日新製鋼が、射出成形や熱圧着で樹脂との直接接合を可能とする特殊鋼板「プラタイト」の本格展開に乗り出した。自動車業界などで進むマルチマテリアル化の流れを背景に、金属と樹脂との複合化ニーズの取り込みを狙う。先行する湿式技術に対し、採用する際のユーザーの負荷が軽いという優位性を確立しており、ベースとする独自技術は適用素材の拡大といった面でさらなる発展性を秘める。
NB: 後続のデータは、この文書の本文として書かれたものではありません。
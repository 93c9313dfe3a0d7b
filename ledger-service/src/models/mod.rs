//! Domain models for ledger-service.

mod organization;
mod payment;
mod statistics;
mod student;

pub use organization::{Address, FinancialSettings, Organization};
pub use payment::{
    net_amount, Discount, LateFee, Payment, PaymentFor, PaymentMethod, PaymentPurpose,
    PaymentStatus, Refund, StatusChange, MAX_MONEY,
};
pub use statistics::{
    average, MethodBreakdown, PaymentStatistics, StatisticsSummary, TodaySummary,
};
pub use student::{BalanceChange, StudentAccount};
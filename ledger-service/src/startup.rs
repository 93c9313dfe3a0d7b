//! Application startup and lifecycle management.

use mongodb::{options::ClientOptions, Client};
use secrecy::ExposeSecret;
use service_core::error::AppError;
use std::net::SocketAddr;
use std::sync::Arc;
use std::time::Duration;
use tokio::net::TcpListener;

use crate::config::{LedgerConfig, StorageBackend};
use crate::services::providers::{
    EmailProvider, EskizSmsProvider, MockEmailProvider, MockSmsProvider, SmsProvider,
    SmsTokenCache, SmtpProvider,
};
use crate::services::{
    InMemoryLedgerStore, LedgerError, MongoLedgerStore, OrganizationRepository, PaymentLedger,
    PaymentRepository, RandomReceiptNumbers, ReceiptNotifier, StudentAccountRepository,
};
use crate::{build_router, AppState};

struct Stores {
    payments: Arc<dyn PaymentRepository>,
    students: Arc<dyn StudentAccountRepository>,
    organizations: Arc<dyn OrganizationRepository>,
}

impl Stores {
    fn shared<S>(store: Arc<S>) -> Self
    where
        S: PaymentRepository + StudentAccountRepository + OrganizationRepository + 'static,
    {
        Self {
            payments: store.clone(),
            students: store.clone(),
            organizations: store,
        }
    }
}

async fn connect_mongo(config: &LedgerConfig) -> Result<Stores, AppError> {
    let mut client_options = ClientOptions::parse(config.mongodb.uri.expose_secret())
        .await
        .map_err(|e| {
            tracing::error!("Failed to parse MongoDB connection string: {}", e);
            AppError::DatabaseError(e.into())
        })?;
    client_options.app_name = Some(config.service_name.clone());

    let client = Client::with_options(client_options).map_err(|e| {
        tracing::error!("Failed to create MongoDB client: {}", e);
        AppError::DatabaseError(e.into())
    })?;
    let store = MongoLedgerStore::new(&client.database(&config.mongodb.database));

    store.init_indexes().await.map_err(|e| {
        tracing::error!("Failed to initialize database indexes: {}", e);
        AppError::from(LedgerError::from(e))
    })?;

    Ok(Stores::shared(Arc::new(store)))
}

fn email_provider(config: &LedgerConfig) -> Arc<dyn EmailProvider> {
    if !config.smtp.enabled {
        tracing::info!("SMTP provider disabled, receipts will not be emailed");
        return Arc::new(MockEmailProvider::new(false));
    }
    match SmtpProvider::new(config.smtp.clone()) {
        Ok(provider) => {
            tracing::info!("SMTP email provider initialized");
            Arc::new(provider)
        }
        Err(e) => {
            tracing::warn!("Failed to initialize SMTP provider: {}. Using mock.", e);
            Arc::new(MockEmailProvider::new(false))
        }
    }
}

fn sms_provider(config: &LedgerConfig) -> Arc<dyn SmsProvider> {
    if !config.sms.enabled {
        tracing::info!("SMS provider disabled, receipts will not be texted");
        return Arc::new(MockSmsProvider::new(false));
    }
    let tokens = Arc::new(SmsTokenCache::new(Duration::from_secs(
        config.sms.token_ttl_secs,
    )));
    tracing::info!(api_url = %config.sms.api_url, "Eskiz SMS provider initialized");
    Arc::new(EskizSmsProvider::new(config.sms.clone(), tokens))
}

/// Application container for managing server lifecycle.
pub struct Application {
    port: u16,
    listener: TcpListener,
    state: AppState,
}

impl Application {
    pub async fn build(config: LedgerConfig) -> Result<Self, AppError> {
        let stores = match config.storage {
            StorageBackend::Mongodb => connect_mongo(&config).await?,
            StorageBackend::Memory => {
                tracing::warn!("Using in-memory storage; data is lost on restart");
                Stores::shared(Arc::new(InMemoryLedgerStore::new()))
            }
        };

        let ledger = PaymentLedger::new(
            stores.payments,
            stores.students,
            stores.organizations,
            Arc::new(RandomReceiptNumbers),
        );
        let notifier = ReceiptNotifier::new(email_provider(&config), sms_provider(&config));

        let state = AppState {
            config: config.clone(),
            ledger: Arc::new(ledger),
            notifier: Arc::new(notifier),
        };

        // Port 0 picks a random port for tests.
        let addr = SocketAddr::from(([0, 0, 0, 0], config.common.port));
        let listener = TcpListener::bind(addr).await.map_err(|e| {
            tracing::error!("Failed to bind HTTP listener to {}: {}", addr, e);
            AppError::from(e)
        })?;
        let port = listener.local_addr()?.port();

        tracing::info!(port, storage = ?config.storage, "Ledger service bound");

        Ok(Self {
            port,
            listener,
            state,
        })
    }

    pub fn port(&self) -> u16 {
        self.port
    }

    pub fn state(&self) -> AppState {
        self.state.clone()
    }

    pub async fn run_until_stopped(self) -> std::io::Result<()> {
        let router = build_router(self.state);
        axum::serve(self.listener, router)
            .with_graceful_shutdown(shutdown_signal())
            .await
    }
}

async fn shutdown_signal() {
    let ctrl_c = async {
        if let Err(e) = tokio::signal::ctrl_c().await {
            tracing::error!("Failed to install Ctrl+C handler: {}", e);
            std::future::pending::<()>().await;
        }
    };

    #[cfg(unix)]
    let terminate = async {
        match tokio::signal::unix::signal(tokio::signal::unix::SignalKind::terminate()) {
            Ok(mut signal) => {
                signal.recv().await;
            }
            Err(e) => {
                tracing::error!("Failed to install SIGTERM handler: {}", e);
                std::future::pending::<()>().await;
            }
        }
    };

    #[cfg(not(unix))]
    let terminate = std::future::pending::<()>();

    tokio::select! {
        _ = ctrl_c => tracing::info!("Received SIGINT, shutting down"),
        _ = terminate => tracing::info!("Received SIGTERM, shutting down"),
    }
}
同社では顧客ニーズを見極めながら開発を進めていく計画で、「独自技術でユーザーの嬉しさを増大させていきたい」(同社)考え。
 重量軽減や一体成形による製造コストの低減などを理由とした金属部品の樹脂化に加え、異種材料の複合化による高機能・高付加価値化の取り組みが本格化してきた。先月発売のトヨタ自動車・レクサスLCがマルチマテリアル化により剛性と耐衝突性能を高めつつ軽量化を達成するなど、自動車業界をはじめとする製品開発の現場では、これまでの材料置換からマルチマテリアル化へと取り組みを高度化させつつある。
 需要業界のこうした変化を背景に異材接合技術の取り組みが活発化。その一つである金属と樹脂との直接接合は、接着剤やねじなどの副資材を用いずに熱圧着や射出成形のみで接合する技術。工程削減や接合部の封止性(防水性)向上などコスト・品質面の改善が可能で、特殊な表面処理により金属素材の表面にナノレベルの凹凸を設け、そこに樹脂を流し込み固化させるアンカー効果を応用した湿式法が主流となっている。
 本格展開を開始したプラタイトは「独自に開発した表面改質技術をベースとしている」(同)。熱を介して鋼板表面の改質層と樹脂が化学的に結合することで直接接合を実現しており、熱可塑性であれば基本的に汎用樹脂からエンプラ、スーパーエンプラまで適用可能。基材も同社が製造する各種メッキ鋼板やステンレス鋼板から選ぶことができる。
 湿式法がユーザーサイドの前処理を必要とするのに対し、通常の鋼板と同様にコイル供給された材料をそのまま使用できるのが特徴。酸化や加圧による表面性状の劣化がなく「改質層の状態が担保できれば冷間プレス加工もできる」(同)ほか、メッキ鋼板などを基材とするため非接合部の耐食性に優れる。また、熱圧着に関しては加熱・冷却方法を含めたソリューションとして提案することも可能であり「大面積の接着を歪みなくできる」(同)。
 同社では、第1段階として自社製品を基材にポリプロピレン(PP)やポリカーボネート(PC)、アクリロニトリルブタジエンスチレン(ABS)、ポリブチレンテレフタレート(PBT)、塩化ビニル(PVC)、ポリフェニレンサルファイド(PPS)などとの接合用途を狙った市場開拓に取り組む計画であり、2月の発表以降これまでに「自動車や家電、建材といった幅広い分野から引き合いがきている」(同)。技術的には箔や型物などにも適用できるほか、接合強度や加工条件などに応じた改質層の改良が可能。
 今後、個別のユーザーニーズに対応しながら技術基盤を拡充する方針で、将来的に「バイオ樹脂なども手掛けていく」(同)と適用素材の拡大に取り組む。